Segment Open

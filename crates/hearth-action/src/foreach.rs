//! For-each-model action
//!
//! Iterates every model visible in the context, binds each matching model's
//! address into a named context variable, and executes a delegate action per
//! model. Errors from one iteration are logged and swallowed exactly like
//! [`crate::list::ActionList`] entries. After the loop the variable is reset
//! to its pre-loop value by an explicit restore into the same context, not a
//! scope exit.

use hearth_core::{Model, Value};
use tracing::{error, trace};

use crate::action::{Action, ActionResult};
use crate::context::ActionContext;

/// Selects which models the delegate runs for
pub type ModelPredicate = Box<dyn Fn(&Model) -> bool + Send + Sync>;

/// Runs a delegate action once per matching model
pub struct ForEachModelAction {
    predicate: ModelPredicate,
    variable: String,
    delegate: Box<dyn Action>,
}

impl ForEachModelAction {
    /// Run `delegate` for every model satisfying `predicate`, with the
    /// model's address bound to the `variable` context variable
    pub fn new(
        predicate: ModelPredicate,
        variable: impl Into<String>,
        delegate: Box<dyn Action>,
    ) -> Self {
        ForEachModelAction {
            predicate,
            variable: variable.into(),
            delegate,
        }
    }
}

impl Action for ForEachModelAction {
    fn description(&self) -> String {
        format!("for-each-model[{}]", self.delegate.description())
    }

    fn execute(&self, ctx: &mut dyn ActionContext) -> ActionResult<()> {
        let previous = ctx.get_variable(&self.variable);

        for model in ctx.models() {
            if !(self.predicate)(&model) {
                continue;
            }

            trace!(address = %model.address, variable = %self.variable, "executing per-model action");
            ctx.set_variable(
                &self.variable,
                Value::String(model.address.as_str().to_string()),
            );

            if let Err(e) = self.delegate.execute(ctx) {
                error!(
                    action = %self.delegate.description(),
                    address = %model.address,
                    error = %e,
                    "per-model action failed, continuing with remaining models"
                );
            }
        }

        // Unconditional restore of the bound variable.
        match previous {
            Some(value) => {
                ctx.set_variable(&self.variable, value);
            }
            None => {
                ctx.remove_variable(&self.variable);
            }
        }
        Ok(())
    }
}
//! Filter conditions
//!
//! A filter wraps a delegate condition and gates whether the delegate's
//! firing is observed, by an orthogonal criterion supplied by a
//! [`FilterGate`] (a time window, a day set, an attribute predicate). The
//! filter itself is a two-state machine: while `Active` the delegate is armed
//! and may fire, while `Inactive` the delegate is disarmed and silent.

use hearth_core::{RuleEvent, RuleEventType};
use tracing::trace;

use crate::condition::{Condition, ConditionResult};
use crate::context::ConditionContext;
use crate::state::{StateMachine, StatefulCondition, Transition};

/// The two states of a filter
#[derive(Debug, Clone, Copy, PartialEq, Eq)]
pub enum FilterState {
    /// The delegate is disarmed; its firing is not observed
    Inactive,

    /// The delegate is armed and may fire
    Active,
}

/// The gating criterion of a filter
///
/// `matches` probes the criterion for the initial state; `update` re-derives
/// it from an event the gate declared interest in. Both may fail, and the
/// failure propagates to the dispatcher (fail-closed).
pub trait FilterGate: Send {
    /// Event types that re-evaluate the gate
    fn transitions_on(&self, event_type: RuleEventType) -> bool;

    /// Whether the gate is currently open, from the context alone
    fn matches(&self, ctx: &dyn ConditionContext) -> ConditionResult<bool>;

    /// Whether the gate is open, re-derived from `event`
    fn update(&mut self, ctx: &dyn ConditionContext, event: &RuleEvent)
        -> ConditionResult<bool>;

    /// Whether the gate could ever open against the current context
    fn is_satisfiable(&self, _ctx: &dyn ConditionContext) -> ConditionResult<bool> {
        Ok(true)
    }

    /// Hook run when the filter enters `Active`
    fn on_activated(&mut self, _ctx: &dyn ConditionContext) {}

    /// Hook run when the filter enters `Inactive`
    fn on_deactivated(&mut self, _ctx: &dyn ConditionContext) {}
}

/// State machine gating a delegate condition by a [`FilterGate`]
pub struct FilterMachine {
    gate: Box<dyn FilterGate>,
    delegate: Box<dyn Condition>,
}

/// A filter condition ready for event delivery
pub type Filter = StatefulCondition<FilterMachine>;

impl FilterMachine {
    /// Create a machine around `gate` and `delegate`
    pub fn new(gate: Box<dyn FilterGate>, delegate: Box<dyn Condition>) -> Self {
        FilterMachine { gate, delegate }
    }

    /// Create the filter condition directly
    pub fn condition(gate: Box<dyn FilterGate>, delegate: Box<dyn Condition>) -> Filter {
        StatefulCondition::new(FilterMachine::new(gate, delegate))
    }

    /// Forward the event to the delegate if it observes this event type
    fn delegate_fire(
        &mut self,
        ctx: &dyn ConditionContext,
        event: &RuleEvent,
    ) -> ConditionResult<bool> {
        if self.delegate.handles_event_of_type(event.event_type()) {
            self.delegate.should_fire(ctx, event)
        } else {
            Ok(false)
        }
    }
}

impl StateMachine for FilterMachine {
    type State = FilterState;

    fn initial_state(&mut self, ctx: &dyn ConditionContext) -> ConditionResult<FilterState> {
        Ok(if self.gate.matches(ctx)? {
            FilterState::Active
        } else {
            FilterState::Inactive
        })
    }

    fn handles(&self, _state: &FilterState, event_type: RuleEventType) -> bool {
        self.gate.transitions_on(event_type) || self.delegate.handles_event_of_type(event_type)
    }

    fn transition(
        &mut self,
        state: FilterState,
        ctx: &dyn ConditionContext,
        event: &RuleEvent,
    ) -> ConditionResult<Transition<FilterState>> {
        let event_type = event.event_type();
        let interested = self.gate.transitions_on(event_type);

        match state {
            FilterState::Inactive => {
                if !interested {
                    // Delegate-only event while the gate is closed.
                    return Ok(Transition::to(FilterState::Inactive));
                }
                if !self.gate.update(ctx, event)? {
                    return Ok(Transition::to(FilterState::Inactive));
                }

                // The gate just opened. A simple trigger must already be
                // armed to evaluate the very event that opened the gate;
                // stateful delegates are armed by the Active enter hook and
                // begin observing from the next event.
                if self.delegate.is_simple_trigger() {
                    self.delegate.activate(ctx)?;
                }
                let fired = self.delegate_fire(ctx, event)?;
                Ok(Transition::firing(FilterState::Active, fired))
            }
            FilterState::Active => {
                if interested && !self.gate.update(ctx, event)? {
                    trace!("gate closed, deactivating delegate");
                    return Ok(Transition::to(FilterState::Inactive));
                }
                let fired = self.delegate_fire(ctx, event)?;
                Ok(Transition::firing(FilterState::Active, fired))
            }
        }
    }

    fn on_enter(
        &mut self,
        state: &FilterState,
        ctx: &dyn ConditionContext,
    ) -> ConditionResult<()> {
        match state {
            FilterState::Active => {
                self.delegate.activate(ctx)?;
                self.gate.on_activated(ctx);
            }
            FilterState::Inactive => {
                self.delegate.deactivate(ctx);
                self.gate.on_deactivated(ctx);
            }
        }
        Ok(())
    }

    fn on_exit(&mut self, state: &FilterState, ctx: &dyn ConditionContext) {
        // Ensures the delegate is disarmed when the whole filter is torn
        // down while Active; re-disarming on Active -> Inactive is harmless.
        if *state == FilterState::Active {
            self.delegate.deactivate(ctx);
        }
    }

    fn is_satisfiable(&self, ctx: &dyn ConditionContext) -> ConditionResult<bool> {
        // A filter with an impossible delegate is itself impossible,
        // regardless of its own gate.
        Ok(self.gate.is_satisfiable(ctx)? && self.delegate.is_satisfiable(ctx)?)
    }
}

Segment Closed

▶ WORK TO BE COMPLETED: Your answer must be the complete listing, retyped exactly.

▶ SOLUTION FOR THIS PROBLEM:
filename crates/hearth-action/src/foreach.rs
//! For-each-model action
//!
//! Iterates every model visible in the context, binds each matching model's
//! address into a named context variable, and executes a delegate action per
//! model. Errors from one iteration are logged and swallowed exactly like
//! [`crate::list::ActionList`] entries. After the loop the variable is reset
//! to its pre-loop value by an explicit restore into the same context, not a
//! scope exit.

use hearth_core::{Model, Value};
use tracing::{error, trace};

use crate::action::{Action, ActionResult};
use crate::context::ActionContext;

/// Selects which models the delegate runs for
pub type ModelPredicate = Box<dyn Fn(&Model) -> bool + Send + Sync>;

/// Runs a delegate action once per matching model
pub struct ForEachModelAction {
    predicate: ModelPredicate,
    variable: String,
    delegate: Box<dyn Action>,
}

impl ForEachModelAction {
    /// Run `delegate` for every model satisfying `predicate`, with the
    /// model's address bound to the `variable` context variable
    pub fn new(
        predicate: ModelPredicate,
        variable: impl Into<String>,
        delegate: Box<dyn Action>,
    ) -> Self {
        ForEachModelAction {
            predicate,
            variable: variable.into(),
            delegate,
        }
    }
}

impl Action for ForEachModelAction {
    fn description(&self) -> String {
        format!("for-each-model[{}]", self.delegate.description())
    }

    fn execute(&self, ctx: &mut dyn ActionContext) -> ActionResult<()> {
        let previous = ctx.get_variable(&self.variable);

        for model in ctx.models() {
            if !(self.predicate)(&model) {
                continue;
            }

            trace!(address = %model.address, variable = %self.variable, "executing per-model action");
            ctx.set_variable(
                &self.variable,
                Value::String(model.address.as_str().to_string()),
            );

            if let Err(e) = self.delegate.execute(ctx) {
                error!(
                    action = %self.delegate.description(),
                    address = %model.address,
                    error = %e,
                    "per-model action failed, continuing with remaining models"
                );
            }
        }

        // Unconditional restore of the bound variable.
        match previous {
            Some(value) => {
                ctx.set_variable(&self.variable, value);
            }
            None => {
                ctx.remove_variable(&self.variable);
            }
        }
        Ok(())
    }
}
//! Filter conditions
//!
//! A filter wraps a delegate condition and gates whether the delegate's
//! firing is observed, by an orthogonal criterion supplied by a
//! [`FilterGate`] (a time window, a day set, an attribute predicate). The
//! filter itself is a two-state machine: while `Active` the delegate is armed
//! and may fire, while `Inactive` the delegate is disarmed and silent.

use hearth_core::{RuleEvent, RuleEventType};
use tracing::trace;

use crate::condition::{Condition, ConditionResult};
use crate::context::ConditionContext;
use crate::state::{StateMachine, StatefulCondition, Transition};

/// The two states of a filter
#[derive(Debug, Clone, Copy, PartialEq, Eq)]
pub enum FilterState {
    /// The delegate is disarmed; its firing is not observed
    Inactive,

    /// The delegate is armed and may fire
    Active,
}

/// The gating criterion of a filter
///
/// `matches` probes the criterion for the initial state; `update` re-derives
/// it from an event the gate declared interest in. Both may fail, and the
/// failure propagates to the dispatcher (fail-closed).
pub trait FilterGate: Send {
    /// Event types that re-evaluate the gate
    fn transitions_on(&self, event_type: RuleEventType) -> bool;

    /// Whether the gate is currently open, from the context alone
    fn matches(&self, ctx: &dyn ConditionContext) -> ConditionResult<bool>;

    /// Whether the gate is open, re-derived from `event`
    fn update(&mut self, ctx: &dyn ConditionContext, event: &RuleEvent)
        -> ConditionResult<bool>;

    /// Whether the gate could ever open against the current context
    fn is_satisfiable(&self, _ctx: &dyn ConditionContext) -> ConditionResult<bool> {
        Ok(true)
    }

    /// Hook run when the filter enters `Active`
    fn on_activated(&mut self, _ctx: &dyn ConditionContext) {}

    /// Hook run when the filter enters `Inactive`
    fn on_deactivated(&mut self, _ctx: &dyn ConditionContext) {}
}

/// State machine gating a delegate condition by a [`FilterGate`]
pub struct FilterMachine {
    gate: Box<dyn FilterGate>,
    delegate: Box<dyn Condition>,
}

/// A filter condition ready for event delivery
pub type Filter = StatefulCondition<FilterMachine>;

impl FilterMachine {
    /// Create a machine around `gate` and `delegate`
    pub fn new(gate: Box<dyn FilterGate>, delegate: Box<dyn Condition>) -> Self {
        FilterMachine { gate, delegate }
    }

    /// Create the filter condition directly
    pub fn condition(gate: Box<dyn FilterGate>, delegate: Box<dyn Condition>) -> Filter {
        StatefulCondition::new(FilterMachine::new(gate, delegate))
    }

    /// Forward the event to the delegate if it observes this event type
    fn delegate_fire(
        &mut self,
        ctx: &dyn ConditionContext,
        event: &RuleEvent,
    ) -> ConditionResult<bool> {
        if self.delegate.handles_event_of_type(event.event_type()) {
            self.delegate.should_fire(ctx, event)
        } else {
            Ok(false)
        }
    }
}

impl StateMachine for FilterMachine {
    type State = FilterState;

    fn initial_state(&mut self, ctx: &dyn ConditionContext) -> ConditionResult<FilterState> {
        Ok(if self.gate.matches(ctx)? {
            FilterState::Active
        } else {
            FilterState::Inactive
        })
    }

    fn handles(&self, _state: &FilterState, event_type: RuleEventType) -> bool {
        self.gate.transitions_on(event_type) || self.delegate.handles_event_of_type(event_type)
    }

    fn transition(
        &mut self,
        state: FilterState,
        ctx: &dyn ConditionContext,
        event: &RuleEvent,
    ) -> ConditionResult<Transition<FilterState>> {
        let event_type = event.event_type();
        let interested = self.gate.transitions_on(event_type);

        match state {
            FilterState::Inactive => {
                if !interested {
                    // Delegate-only event while the gate is closed.
                    return Ok(Transition::to(FilterState::Inactive));
                }
                if !self.gate.update(ctx, event)? {
                    return Ok(Transition::to(FilterState::Inactive));
                }

                // The gate just opened. A simple trigger must already be
                // armed to evaluate the very event that opened the gate;
                // stateful delegates are armed by the Active enter hook and
                // begin observing from the next event.
                if self.delegate.is_simple_trigger() {
                    self.delegate.activate(ctx)?;
                }
                let fired = self.delegate_fire(ctx, event)?;
                Ok(Transition::firing(FilterState::Active, fired))
            }
            FilterState::Active => {
                if interested && !self.gate.update(ctx, event)? {
                    trace!("gate closed, deactivating delegate");
                    return Ok(Transition::to(FilterState::Inactive));
                }
                let fired = self.delegate_fire(ctx, event)?;
                Ok(Transition::firing(FilterState::Active, fired))
            }
        }
    }

    fn on_enter(
        &mut self,
        state: &FilterState,
        ctx: &dyn ConditionContext,
    ) -> ConditionResult<()> {
        match state {
            FilterState::Active => {
                self.delegate.activate(ctx)?;
                self.gate.on_activated(ctx);
            }
            FilterState::Inactive => {
                self.delegate.deactivate(ctx);
                self.gate.on_deactivated(ctx);
            }
        }
        Ok(())
    }

    fn on_exit(&mut self, state: &FilterState, ctx: &dyn ConditionContext) {
        // Ensures the delegate is disarmed when the whole filter is torn
        // down while Active; re-disarming on Active -> Inactive is harmless.
        if *state == FilterState::Active {
            self.delegate.deactivate(ctx);
        }
    }

    fn is_satisfiable(&self, ctx: &dyn ConditionContext) -> ConditionResult<bool> {
        // A filter with an impossible delegate is itself impossible,
        // regardless of its own gate.
        Ok(self.gate.is_satisfiable(ctx)? && self.delegate.is_satisfiable(ctx)?)
    }
}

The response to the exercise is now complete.